YOUR OBJECTIVE:
Your reply should hold only the lines from the records below where "alert" occurs.

(Beginning of DATA LISTING)

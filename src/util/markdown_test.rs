use super::*;

#[test]
fn headings_and_emphasis_render() {
    let html = render_markdown_html("### Introduction\nShare the **warm-up** prompt.");
    assert!(html.contains("<h3>Introduction</h3>"));
    assert!(html.contains("<strong>warm-up</strong>"));
}

#[test]
fn raw_html_is_dropped() {
    let html = render_markdown_html("Hello <script>alert(1)</script> world");
    assert!(!html.contains("<script>"));
    assert!(html.contains("Hello"));
}

#[test]
fn lists_render() {
    let html = render_markdown_html("- one\n- two\n");
    assert!(html.contains("<ul>"));
    assert!(html.contains("<li>two</li>"));
}

#[test]
fn script_links_are_neutralized() {
    let html = render_markdown_html("[click](javascript:alert(document.domain))");
    assert!(!html.contains("javascript:"));
    assert!(html.contains(r##"<a href="#">click</a>"##));
}

#[test]
fn script_autolinks_and_images_are_neutralized() {
    let html = render_markdown_html("<javascript:alert(1)> ![x](data:text/html;base64,PHNjcmlwdD4=)");
    assert!(!html.contains(r#"href="javascript:"#));
    assert!(!html.contains(r#"src="data:"#));
    assert!(html.contains(r##"href="#""##));
    assert!(html.contains(r##"src="#""##));
}

#[test]
fn web_and_relative_links_are_kept() {
    let html = render_markdown_html("[a](https://example.com/a) [b](/lessons/l-1) [c](mailto:t@example.com)");
    assert!(html.contains(r#"href="https://example.com/a""#));
    assert!(html.contains(r#"href="/lessons/l-1""#));
    assert!(html.contains(r#"href="mailto:t@example.com""#));
}

#[test]
fn url_scheme_check() {
    assert!(is_allowed_url("HTTPS://example.com"));
    assert!(is_allowed_url("notes.md#part-2"));
    assert!(is_allowed_url("/path?q=a:b"));
    assert!(!is_allowed_url(" JavaScript:alert(1)"));
    assert!(!is_allowed_url("vbscript:msgbox"));
    assert!(!is_allowed_url("java\tscript:alert(1)"));
}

(End of DATA LISTING)

RESULT BELOW:
    let html = render_markdown_html("Hello <script>alert(1)</script> world");
    let html = render_markdown_html("[click](javascript:alert(document.domain))");
    let html = render_markdown_html("<javascript:alert(1)> ![x](data:text/html;base64,PHNjcmlwdD4=)");
    assert!(!is_allowed_url(" JavaScript:alert(1)"));
    assert!(!is_allowed_url("java\tscript:alert(1)"));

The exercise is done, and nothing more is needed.